Die Wirrnisse der Fünf Sterne
Die sardische M5S-Abgeordnete Lucia Scanu ist die vorerst letzte einer langen Liste von Parlamentariern, die der Fünf Sterne-Bewegung den Rücken gekehrt haben. Die 42-jährige aus Oristano wechselte in die gemischte Fraktion, die mit 158 Mitgliedern eine neue Rekordhöhe erreichte. Fast 100 Parlamentarier haben der Bewegung seit ihrem überraschenden Wahlerfolg den Rücken gekehrt. Fast flehentlich versucht Parteichef Giuseppe Conte, den Exodus aufzuhalten: "Non dividiamoci, abbiamo un dovere verso il paese." Doch der ehemalige Regierungschef, der weltweit als sympathischer Aufsteiger Anerkennung und Lob erntete, wirkt müde, abgekämpft und resigniert. Der M5S-Senator Gabriele Lanzi plädiert für eine drastische Lösung: "Ma smettiamola di fare riunioni. Non servono a niente e non sappiamo cosa dirci." Die letzte krasse Fehlleistung der Bewegung war ein Appell an Sergio Mattarella für eine zweite Amtszeit - als der scheidende Präsident den Quirinalspalast bereits verlassen hatte. Während Danilo Toninelli für ein "bis di Mattarella" plädierte, sprach sich Minister Stefano Patuanelli für eine "candidatura femminile" aus.
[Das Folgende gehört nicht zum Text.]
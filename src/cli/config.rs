//! Configuration file (`quarterclose.json`)
//!
//! ```json
//! { "data_dir": "/var/lib/quarterclose", "min_log_severity": "WARN" }
//! ```

use std::fs;
use std::path::{Path, PathBuf};

use serde::{Deserialize, Serialize};

use super::errors::{CliError, CliResult};
use crate::observability::Severity;

/// Configuration file structure
#[derive(Debug, Clone, PartialEq, Eq, Serialize, Deserialize)]
pub struct Config {
    /// Data directory (required)
    pub data_dir: String,

    /// Facts dataset (optional, default `<data_dir>/facts.json`)
    #[serde(default)]
    pub facts_path: Option<String>,

    /// Lowest severity written to the log (optional, default "INFO")
    #[serde(default = "default_min_log_severity")]
    pub min_log_severity: String,
}

fn default_min_log_severity() -> String {
    "INFO".to_string()
}

impl Config {
    /// Load configuration from file
    pub fn load(path: &Path) -> CliResult<Self> {
        let content = fs::read_to_string(path)
            .map_err(|e| CliError::Config(format!("Failed to read config: {}", e)))?;

        Self::from_json(&content)
    }

    /// Parse and validate configuration text
    pub fn from_json(content: &str) -> CliResult<Self> {
        let config: Config = serde_json::from_str(content)
            .map_err(|e| CliError::Config(format!("Invalid config JSON: {}", e)))?;

        config.validate()?;

        Ok(config)
    }

    fn validate(&self) -> CliResult<()> {
        if self.data_dir.trim().is_empty() {
            return Err(CliError::Config("data_dir must not be empty".to_string()));
        }

        if let Some(facts) = &self.facts_path {
            if facts.trim().is_empty() {
                return Err(CliError::Config("facts_path must not be empty".to_string()));
            }
        }

        self.min_severity()?;

        Ok(())
    }

    /// Get data directory as Path
    pub fn data_path(&self) -> &Path {
        Path::new(&self.data_dir)
    }

    /// Resolved facts dataset path
    pub fn facts_file(&self) -> PathBuf {
        match &self.facts_path {
            Some(p) => PathBuf::from(p),
            None => self.data_path().join("facts.json"),
        }
    }

    /// Parsed log threshold
    pub fn min_severity(&self) -> CliResult<Severity> {
        Severity::parse(&self.min_log_severity).ok_or_else(|| {
            CliError::Config(format!(
                "Invalid min_log_severity: '{}'. Must be one of TRACE, INFO, WARN, ERROR, FATAL.",
                self.min_log_severity
            ))
        })
    }
}

#[cfg(test)]
mod tests {
    use super::*;

    #[test]
    fn test_defaults() {
        let config = Config::from_json(r#"{"data_dir": "/tmp/qc"}"#).unwrap();
        assert_eq!(config.facts_file(), PathBuf::from("/tmp/qc/facts.json"));
        assert_eq!(config.min_severity().unwrap(), Severity::Info);
    }

    #[test]
    fn test_explicit_facts_path() {
        let config =
            Config::from_json(r#"{"data_dir": "/tmp/qc", "facts_path": "/srv/facts.json"}"#)
                .unwrap();
        assert_eq!(config.facts_file(), PathBuf::from("/srv/facts.json"));
    }

    #[test]
    fn test_rejects_empty_data_dir() {
        let err = Config::from_json(r#"{"data_dir": "  "}"#).unwrap_err();
        assert_eq!(err.code(), "QC_CLI_CONFIG_ERROR");
    }

    #[test]
    fn test_rejects_missing_data_dir() {
        assert!(Config::from_json(r#"{"facts_path": "/srv/facts.json"}"#).is_err());
    }

    #[test]
    fn test_rejects_unknown_severity() {
        let err =
            Config::from_json(r#"{"data_dir": "/tmp/qc", "min_log_severity": "LOUD"}"#)
                .unwrap_err();
        assert!(err.to_string().contains("LOUD"));
    }
}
Resumee des römischen Tagblatts Il Messaggero: "I 5 stelle sono fuori controllo." Conte sei die Kontrolle über die Bewegung längst entglitten. Der Corriere della Sera spottet über die Haltung des M5S zur Wahl des neuen Staatspräsidenten: "Uno, nessuno o forse centomila". Der Vorsitzende richtet einen eindringlichen Appell an seine Abgeordneten und Senatoren: "Evitiamo di dare l'immagine di andare in ordine sparso e di un Movimento spaccato." Stolpert die Bewegung nun über die Widersprüche, die sie seit ihrer Gründung begleiten - den Bruch mit Casaleggio und Rousseau, das weitgehende Scheitern des Grundeinkommens, die Abwahl der 5-Sterne-Bürgermeisterin in Rom und den Rücktritt ihrer Amtskollegin in Turin, den immer wieder aufflackenden Konflikt Zwischen Beppe Grillo und Giuseppe Conte ? Auch über die Frage, ob Premier Mario Draghi für das Amt des Staatspräsidenten kandidieren soll, gibt es extrem gegensätzliche Meinungen. Paola Taverna, eine der Mitbegründerinnen des M5S wendet sich angesichts der chaotischen Situation irritiert an die Fraktionssprecherin Mariolina Castellone: "Siamo in autogestione ?" Die aufschlussreiche Antwort der Fraktionschefin: "Nessuno mi dice nulla. Le trattative stanno avvenendo al buio".
Für weitere Polemiken sorgte die Tatsache, dass Conte in einem Interview die Wahl der ehemaligen Mailänder Forza Italia-Bürgermeisterin Moratti zur Staatspräsidentin nicht ausgeschlossen hatte: "Moratti ha qualità morali? Non ho nessun motivo per non riconoscergliele." Die wirre Situation lässt den Ruf nach einer Rückkehr von Luigi di Maio lauter werden. Doch die Führung der Bewegung scheint mit dem Terminkalender des Aussenministers und seinen zahlreichen Auslandsreisen schwer vereinbar. Il Messaggero: "Portare una parvenza d' ordine nel caos può rivelarsi una mission impossible pure per l' ineffabile Luigi." Die Zahl der widersprüchlichen Erklärungen Contes und seines Stellvertreters Michele Gubitosa zur Wahl des Staatspräsidenten lassen sich kaum mehr zählen. Gnadenloser Kommentar der Tageszeitung La Stampa: "Per gli altri partiti trattare sul Quirinale con Conte è pericoloso, perchè non garantisce neppure la tenuta dei suoi." Ebenso gnadenlose Schlagzeile des Turiner Tagblatts: Implosione 5 stelle.